Which lines below fall between the one containing "filename tests/common/constants.rs" and the one containing "pub const VENUE_ANOTHER_SPOT: &str"? Repeat them exactly, counting both of those lines, and add nothing else.

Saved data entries
↓↓↓

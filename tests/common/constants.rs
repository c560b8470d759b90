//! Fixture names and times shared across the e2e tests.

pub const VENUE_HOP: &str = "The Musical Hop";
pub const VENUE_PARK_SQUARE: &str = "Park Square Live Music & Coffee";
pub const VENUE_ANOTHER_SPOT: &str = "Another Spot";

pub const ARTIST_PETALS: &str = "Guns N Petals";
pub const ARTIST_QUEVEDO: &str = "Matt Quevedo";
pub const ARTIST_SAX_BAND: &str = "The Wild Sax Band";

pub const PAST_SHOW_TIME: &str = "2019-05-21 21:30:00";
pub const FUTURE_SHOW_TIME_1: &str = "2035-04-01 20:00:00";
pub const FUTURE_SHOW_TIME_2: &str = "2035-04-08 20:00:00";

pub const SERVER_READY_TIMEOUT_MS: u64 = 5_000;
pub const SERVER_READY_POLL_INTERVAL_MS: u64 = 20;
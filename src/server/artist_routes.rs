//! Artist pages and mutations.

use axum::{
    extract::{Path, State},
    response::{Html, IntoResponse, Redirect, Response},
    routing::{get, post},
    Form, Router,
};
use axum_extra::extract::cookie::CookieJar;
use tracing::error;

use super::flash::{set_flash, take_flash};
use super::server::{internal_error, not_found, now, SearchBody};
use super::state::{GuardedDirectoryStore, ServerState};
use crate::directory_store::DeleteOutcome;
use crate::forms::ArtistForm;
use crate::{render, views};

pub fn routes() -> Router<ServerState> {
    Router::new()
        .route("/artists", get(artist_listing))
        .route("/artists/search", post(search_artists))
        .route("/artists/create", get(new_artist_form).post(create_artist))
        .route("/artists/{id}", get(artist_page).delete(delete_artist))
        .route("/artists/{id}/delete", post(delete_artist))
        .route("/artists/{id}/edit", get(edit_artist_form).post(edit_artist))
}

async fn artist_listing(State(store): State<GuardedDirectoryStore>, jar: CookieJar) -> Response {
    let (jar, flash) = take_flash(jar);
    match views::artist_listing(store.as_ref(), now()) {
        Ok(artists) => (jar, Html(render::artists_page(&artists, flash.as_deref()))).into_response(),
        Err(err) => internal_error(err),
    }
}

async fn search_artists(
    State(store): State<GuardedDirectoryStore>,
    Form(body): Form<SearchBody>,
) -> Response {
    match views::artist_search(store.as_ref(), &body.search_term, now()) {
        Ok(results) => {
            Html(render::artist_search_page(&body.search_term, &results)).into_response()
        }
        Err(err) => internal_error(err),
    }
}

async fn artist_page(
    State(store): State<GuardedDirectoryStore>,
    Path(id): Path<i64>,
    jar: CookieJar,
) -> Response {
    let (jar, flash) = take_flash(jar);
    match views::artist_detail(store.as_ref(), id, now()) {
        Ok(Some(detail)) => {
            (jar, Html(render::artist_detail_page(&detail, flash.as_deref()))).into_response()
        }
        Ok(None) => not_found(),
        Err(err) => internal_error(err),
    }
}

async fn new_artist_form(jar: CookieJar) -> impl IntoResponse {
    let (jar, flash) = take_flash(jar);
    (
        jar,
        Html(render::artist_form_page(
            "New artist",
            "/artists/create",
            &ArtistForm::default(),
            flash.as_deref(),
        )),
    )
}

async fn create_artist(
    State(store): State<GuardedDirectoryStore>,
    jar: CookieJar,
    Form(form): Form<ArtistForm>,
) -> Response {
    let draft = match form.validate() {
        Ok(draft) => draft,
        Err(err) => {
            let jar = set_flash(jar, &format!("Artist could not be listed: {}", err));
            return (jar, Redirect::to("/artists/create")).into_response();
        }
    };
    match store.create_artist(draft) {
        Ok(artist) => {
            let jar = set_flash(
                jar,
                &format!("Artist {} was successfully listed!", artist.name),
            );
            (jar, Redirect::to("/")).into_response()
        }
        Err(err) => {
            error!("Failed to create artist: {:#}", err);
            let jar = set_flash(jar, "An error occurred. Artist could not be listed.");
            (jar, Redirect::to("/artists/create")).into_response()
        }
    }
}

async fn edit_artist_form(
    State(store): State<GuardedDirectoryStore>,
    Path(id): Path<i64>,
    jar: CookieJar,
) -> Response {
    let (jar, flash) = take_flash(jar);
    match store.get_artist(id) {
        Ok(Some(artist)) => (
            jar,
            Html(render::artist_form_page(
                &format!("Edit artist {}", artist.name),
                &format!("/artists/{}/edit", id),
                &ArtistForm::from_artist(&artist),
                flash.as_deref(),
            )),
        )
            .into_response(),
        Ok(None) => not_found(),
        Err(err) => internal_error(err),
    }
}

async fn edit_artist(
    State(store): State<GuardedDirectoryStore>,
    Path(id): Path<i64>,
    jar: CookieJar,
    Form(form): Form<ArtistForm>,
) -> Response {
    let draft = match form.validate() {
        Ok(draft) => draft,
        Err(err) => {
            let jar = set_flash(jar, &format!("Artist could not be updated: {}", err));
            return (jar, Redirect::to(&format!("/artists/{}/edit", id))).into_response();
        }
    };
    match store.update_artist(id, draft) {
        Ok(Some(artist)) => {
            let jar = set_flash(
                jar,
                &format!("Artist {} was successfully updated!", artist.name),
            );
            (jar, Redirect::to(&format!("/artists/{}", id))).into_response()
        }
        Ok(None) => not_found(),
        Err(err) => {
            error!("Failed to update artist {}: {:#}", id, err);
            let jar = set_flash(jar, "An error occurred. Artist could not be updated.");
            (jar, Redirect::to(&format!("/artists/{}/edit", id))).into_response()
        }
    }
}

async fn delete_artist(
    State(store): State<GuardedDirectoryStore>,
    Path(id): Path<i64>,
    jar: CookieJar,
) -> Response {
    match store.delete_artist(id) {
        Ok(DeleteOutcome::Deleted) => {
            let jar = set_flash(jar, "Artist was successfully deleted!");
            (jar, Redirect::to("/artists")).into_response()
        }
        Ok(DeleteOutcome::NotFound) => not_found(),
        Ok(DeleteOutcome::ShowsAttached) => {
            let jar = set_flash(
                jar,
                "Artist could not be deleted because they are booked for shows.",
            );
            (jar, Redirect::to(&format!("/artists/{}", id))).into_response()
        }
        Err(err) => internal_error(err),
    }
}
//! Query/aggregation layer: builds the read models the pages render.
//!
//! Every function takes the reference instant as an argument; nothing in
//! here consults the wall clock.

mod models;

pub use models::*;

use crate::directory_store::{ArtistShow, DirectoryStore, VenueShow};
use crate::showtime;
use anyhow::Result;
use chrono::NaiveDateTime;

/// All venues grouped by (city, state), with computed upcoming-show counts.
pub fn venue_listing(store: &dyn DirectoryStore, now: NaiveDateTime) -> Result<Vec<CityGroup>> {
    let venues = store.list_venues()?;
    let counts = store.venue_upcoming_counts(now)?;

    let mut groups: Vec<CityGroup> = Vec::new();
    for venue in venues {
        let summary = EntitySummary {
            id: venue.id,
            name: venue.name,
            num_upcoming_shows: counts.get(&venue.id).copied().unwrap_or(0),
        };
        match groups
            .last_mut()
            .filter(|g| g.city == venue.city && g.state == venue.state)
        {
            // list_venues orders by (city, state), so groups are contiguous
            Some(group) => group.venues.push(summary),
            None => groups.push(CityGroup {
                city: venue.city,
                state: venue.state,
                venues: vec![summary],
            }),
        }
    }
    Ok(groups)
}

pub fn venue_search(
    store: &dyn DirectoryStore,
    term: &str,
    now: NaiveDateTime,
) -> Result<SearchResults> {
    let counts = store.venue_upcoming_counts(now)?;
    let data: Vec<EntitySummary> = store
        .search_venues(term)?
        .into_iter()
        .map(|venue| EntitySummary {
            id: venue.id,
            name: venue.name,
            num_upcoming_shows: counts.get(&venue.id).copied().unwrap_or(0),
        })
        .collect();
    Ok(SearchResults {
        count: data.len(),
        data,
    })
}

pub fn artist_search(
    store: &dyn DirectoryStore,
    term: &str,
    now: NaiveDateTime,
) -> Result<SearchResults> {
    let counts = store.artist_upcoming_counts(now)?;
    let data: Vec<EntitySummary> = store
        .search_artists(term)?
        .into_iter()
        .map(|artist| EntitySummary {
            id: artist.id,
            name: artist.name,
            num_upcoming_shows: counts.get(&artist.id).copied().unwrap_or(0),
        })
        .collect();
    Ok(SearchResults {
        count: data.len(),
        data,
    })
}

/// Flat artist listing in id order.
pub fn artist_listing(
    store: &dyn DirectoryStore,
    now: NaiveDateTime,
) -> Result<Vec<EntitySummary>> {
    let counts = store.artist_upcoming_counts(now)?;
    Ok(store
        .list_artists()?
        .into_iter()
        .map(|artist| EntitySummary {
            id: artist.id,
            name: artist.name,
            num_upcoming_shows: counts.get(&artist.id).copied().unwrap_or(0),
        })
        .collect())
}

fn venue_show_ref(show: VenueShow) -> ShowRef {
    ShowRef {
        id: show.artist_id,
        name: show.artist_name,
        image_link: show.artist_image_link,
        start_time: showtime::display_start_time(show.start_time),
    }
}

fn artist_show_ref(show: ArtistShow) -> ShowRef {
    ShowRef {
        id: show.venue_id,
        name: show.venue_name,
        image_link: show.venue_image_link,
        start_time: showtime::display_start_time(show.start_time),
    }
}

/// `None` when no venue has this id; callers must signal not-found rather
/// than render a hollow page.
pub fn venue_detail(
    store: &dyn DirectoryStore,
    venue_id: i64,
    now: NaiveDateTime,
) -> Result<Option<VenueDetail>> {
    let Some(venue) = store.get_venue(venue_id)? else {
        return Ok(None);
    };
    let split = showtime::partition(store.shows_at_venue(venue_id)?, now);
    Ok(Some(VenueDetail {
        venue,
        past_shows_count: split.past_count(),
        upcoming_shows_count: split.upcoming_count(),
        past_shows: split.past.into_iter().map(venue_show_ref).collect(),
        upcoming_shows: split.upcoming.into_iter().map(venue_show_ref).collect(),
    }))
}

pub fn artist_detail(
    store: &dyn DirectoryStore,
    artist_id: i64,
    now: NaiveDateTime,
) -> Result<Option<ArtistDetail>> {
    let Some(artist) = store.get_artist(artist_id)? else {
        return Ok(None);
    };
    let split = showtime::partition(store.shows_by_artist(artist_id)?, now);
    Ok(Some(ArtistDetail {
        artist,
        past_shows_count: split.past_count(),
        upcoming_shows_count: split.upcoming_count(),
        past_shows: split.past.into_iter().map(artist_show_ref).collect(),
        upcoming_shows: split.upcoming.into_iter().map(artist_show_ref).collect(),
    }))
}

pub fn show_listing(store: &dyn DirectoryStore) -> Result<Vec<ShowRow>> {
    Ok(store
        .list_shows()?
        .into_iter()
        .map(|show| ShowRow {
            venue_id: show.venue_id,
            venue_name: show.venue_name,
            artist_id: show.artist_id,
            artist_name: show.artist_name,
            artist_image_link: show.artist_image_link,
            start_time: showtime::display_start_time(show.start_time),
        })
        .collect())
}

↑↑↑
↓↓↓

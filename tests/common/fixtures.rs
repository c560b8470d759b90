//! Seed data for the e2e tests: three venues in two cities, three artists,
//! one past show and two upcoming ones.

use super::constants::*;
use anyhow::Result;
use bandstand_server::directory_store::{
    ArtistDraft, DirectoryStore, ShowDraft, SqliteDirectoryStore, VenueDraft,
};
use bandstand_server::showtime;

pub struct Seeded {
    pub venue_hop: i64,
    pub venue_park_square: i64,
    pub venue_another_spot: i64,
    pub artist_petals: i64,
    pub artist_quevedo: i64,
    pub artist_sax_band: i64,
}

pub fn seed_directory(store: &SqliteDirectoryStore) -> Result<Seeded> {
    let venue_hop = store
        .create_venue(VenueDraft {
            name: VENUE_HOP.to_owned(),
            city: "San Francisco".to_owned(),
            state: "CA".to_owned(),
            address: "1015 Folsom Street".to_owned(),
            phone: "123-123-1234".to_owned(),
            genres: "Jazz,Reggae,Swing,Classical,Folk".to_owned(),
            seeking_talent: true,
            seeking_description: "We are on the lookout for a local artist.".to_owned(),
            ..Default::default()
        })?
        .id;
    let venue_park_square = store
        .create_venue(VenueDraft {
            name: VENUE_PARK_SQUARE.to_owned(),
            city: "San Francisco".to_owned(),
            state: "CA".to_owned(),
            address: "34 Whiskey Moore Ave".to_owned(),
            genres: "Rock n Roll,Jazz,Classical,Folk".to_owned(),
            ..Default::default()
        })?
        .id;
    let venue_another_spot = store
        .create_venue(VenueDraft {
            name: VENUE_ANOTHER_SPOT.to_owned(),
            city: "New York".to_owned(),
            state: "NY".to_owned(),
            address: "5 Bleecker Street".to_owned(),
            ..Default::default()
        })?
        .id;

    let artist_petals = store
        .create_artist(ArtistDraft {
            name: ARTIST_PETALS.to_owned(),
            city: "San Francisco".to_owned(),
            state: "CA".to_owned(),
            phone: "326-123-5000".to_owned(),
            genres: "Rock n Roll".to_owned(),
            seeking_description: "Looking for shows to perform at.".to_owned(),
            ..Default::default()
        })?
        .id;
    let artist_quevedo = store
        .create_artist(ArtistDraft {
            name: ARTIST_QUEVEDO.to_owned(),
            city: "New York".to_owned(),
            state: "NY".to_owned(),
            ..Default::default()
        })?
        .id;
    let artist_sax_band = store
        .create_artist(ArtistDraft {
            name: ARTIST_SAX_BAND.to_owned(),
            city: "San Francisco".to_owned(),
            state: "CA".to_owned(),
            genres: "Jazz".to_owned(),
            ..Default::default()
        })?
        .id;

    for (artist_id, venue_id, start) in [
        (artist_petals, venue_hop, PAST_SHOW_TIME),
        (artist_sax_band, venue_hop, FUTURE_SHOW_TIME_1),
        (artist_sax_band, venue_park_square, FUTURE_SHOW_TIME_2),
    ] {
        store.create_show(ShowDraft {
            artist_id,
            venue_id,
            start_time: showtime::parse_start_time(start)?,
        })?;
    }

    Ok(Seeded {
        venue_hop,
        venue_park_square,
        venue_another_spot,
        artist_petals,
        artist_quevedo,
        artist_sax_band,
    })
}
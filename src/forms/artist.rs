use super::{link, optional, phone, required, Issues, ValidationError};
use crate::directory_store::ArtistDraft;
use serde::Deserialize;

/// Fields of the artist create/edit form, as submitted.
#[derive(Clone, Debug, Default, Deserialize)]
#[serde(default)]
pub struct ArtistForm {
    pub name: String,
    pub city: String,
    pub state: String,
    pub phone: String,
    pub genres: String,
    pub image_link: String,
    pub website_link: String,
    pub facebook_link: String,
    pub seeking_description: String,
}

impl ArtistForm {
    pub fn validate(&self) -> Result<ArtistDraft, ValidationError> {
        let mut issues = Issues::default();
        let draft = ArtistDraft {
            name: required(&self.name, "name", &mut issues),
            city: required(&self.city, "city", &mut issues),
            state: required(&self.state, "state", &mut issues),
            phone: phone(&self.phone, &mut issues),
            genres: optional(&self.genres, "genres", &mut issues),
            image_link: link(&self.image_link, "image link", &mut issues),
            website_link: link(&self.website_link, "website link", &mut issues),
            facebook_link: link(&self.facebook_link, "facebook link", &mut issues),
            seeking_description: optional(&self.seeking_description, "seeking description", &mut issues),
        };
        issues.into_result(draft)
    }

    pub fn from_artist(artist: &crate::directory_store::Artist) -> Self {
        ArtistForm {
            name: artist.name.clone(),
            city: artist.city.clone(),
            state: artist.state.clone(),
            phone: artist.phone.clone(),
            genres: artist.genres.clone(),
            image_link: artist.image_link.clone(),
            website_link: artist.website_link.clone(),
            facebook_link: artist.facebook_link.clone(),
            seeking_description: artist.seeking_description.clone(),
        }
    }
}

↑↑↑

- [Task result]:
filename tests/common/constants.rs
repository c560b8470d759b90
//! Fixture names and times shared across the e2e tests.

pub const VENUE_HOP: &str = "The Musical Hop";
pub const VENUE_PARK_SQUARE: &str = "Park Square Live Music & Coffee";
pub const VENUE_ANOTHER_SPOT: &str = "Another Spot";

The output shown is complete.